While ModENCODE data enables the genome-wide annotation of potential regulatory elements in Drosophila, it does not generally provide their specific spatial-temporal activity pattern nor identify which transcription factors (TFs) and DNA binding sites drive those patterns. We developed a strategy to produce this type of comprehensive description of the cis-regulatory landscape by modeling TF occupancy from the binding specifies (motifs) for > 300 TFs and by examining sets of genes expressed in ~200 distinct early embryonic expression domains annotated in the BDGP in situ image database. First, we predicted each TFs genome-wide binding profile using a HMM-based motif-scanning method and stage-specific DNA accessibility data. Comparison of these profiles to data from 60 ChIP experiments revealed a high degree of agreement (avg corr coeff >0.6). Next, for each gene set from the ~200 expression domains, we searched for enrichments of predicted TF binding within the regulatory regions. This procedure generated a compendium of > 5000 significant associations between TFs and expression terms with 21% supported by the TF having the associated or a related expression pattern. For this analysis, we identified TFs and expression terms with systematic biases for regulatory regions that are gene-proximal or distal. Finally, we annotated candidate enhancers, defined as stage-specific open chromatin regions, for the likely expression pattern they drive. To predict a specific pattern from regulatory sequence, we fit a regression model incorporating information from TF binding profiles, TF expression, and our functional associations. Our model accurately recovered REDfly enhancers for 18 separate expression domains. By leveraging available comprehensive sets of TF binding specificities and gene expression patterns, we are able to systematically describe embryonic development in terms of TFs and their target regulatory sequences.

  • K Suryamohan, M Kazemian, J Chen, Y Zhang, M Halfon, S Sinha, "Leveraging a knowledge base of Drosophila cis-regulatory modules for regulatory element discovery in diverged insect species", 2013. 
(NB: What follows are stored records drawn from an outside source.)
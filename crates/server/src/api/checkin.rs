//! Check-in API handlers, online and offline.

use axum::{extract::State, Json};
use serde::Serialize;
use std::sync::Arc;
use gatehouse_core::pipeline::{
    CheckinRequest, CheckinResult, OfflineTicketsRequest, OfflineTicketsResponse,
    OfflineUploadRequest,
};

use super::ApiError;
use crate::state::AppState;

#[derive(Debug, Serialize)]
pub struct OfflineUploadResponse {
    pub queued: usize,
}

/// POST /api/v1/checkin
///
/// Always answers 200; refusals are reported in the result body.
pub async fn check_in(
    State(state): State<Arc<AppState>>,
    Json(request): Json<CheckinRequest>,
) -> Json<CheckinResult> {
    Json(state.service().check_in(&request).await)
}

/// POST /api/v1/offline/checkin
pub async fn upload_offline_checkins(
    State(state): State<Arc<AppState>>,
    Json(request): Json<OfflineUploadRequest>,
) -> Result<Json<OfflineUploadResponse>, ApiError> {
    let queued = state.service().upload_offline_checkins(&request).await?;
    Ok(Json(OfflineUploadResponse { queued }))
}

/// POST /api/v1/offline/tickets
pub async fn offline_tickets(
    State(state): State<Arc<AppState>>,
    Json(request): Json<OfflineTicketsRequest>,
) -> Result<Json<OfflineTicketsResponse>, ApiError> {
    Ok(Json(state.service().offline_tickets(&request).await?))
}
Although growing numbers of insect genomes are being sequenced, defining the sequences involved in transcriptional regulation within these genomes remains a challenge. Most effective methods for cis-regulatory module (CRM) discovery rely either on empirical assays or computational models that rely on sequence alignment to closely related species and knowledge of CRMs or transcription factor binding sites for the organism being studied. The lack of well annotated databases for regulatory regions of DNA for insect species outside of the well-studied Drosophila genus makes such approaches intractable. We previously demonstrated success at computational CRM discovery in Drosophila using a supervised learning approach in which experimentally validated CRMs are used to train a CRM prediction algorithm, with as low as a 10% false-positive rate. We demonstrate here that these same Drosophila CRM training data can be leveraged to identify CRMs in diverged species such as the emerging model insects Nasonia vitripennisTribolium castaneumAnopheles gambiae, and Apis mellifera. Examination of 16 predicted CRMs for regulatory activity in vivo in transgenic Drosophila showed positive regulatory activity in 12 of the 16 CRMs with 75% clearly associated with the expected gene and about 50% regulating gene expression in the expected pattern. Our results indicate that the extensive experimental CRM data that exists for Drosophila can be used to facilitate CRM discovery in distant insect species with sequenced genomes but little functional data, and suggests that core regulatory strategies have been conserved despite the lack of any clear non-coding sequence alignment.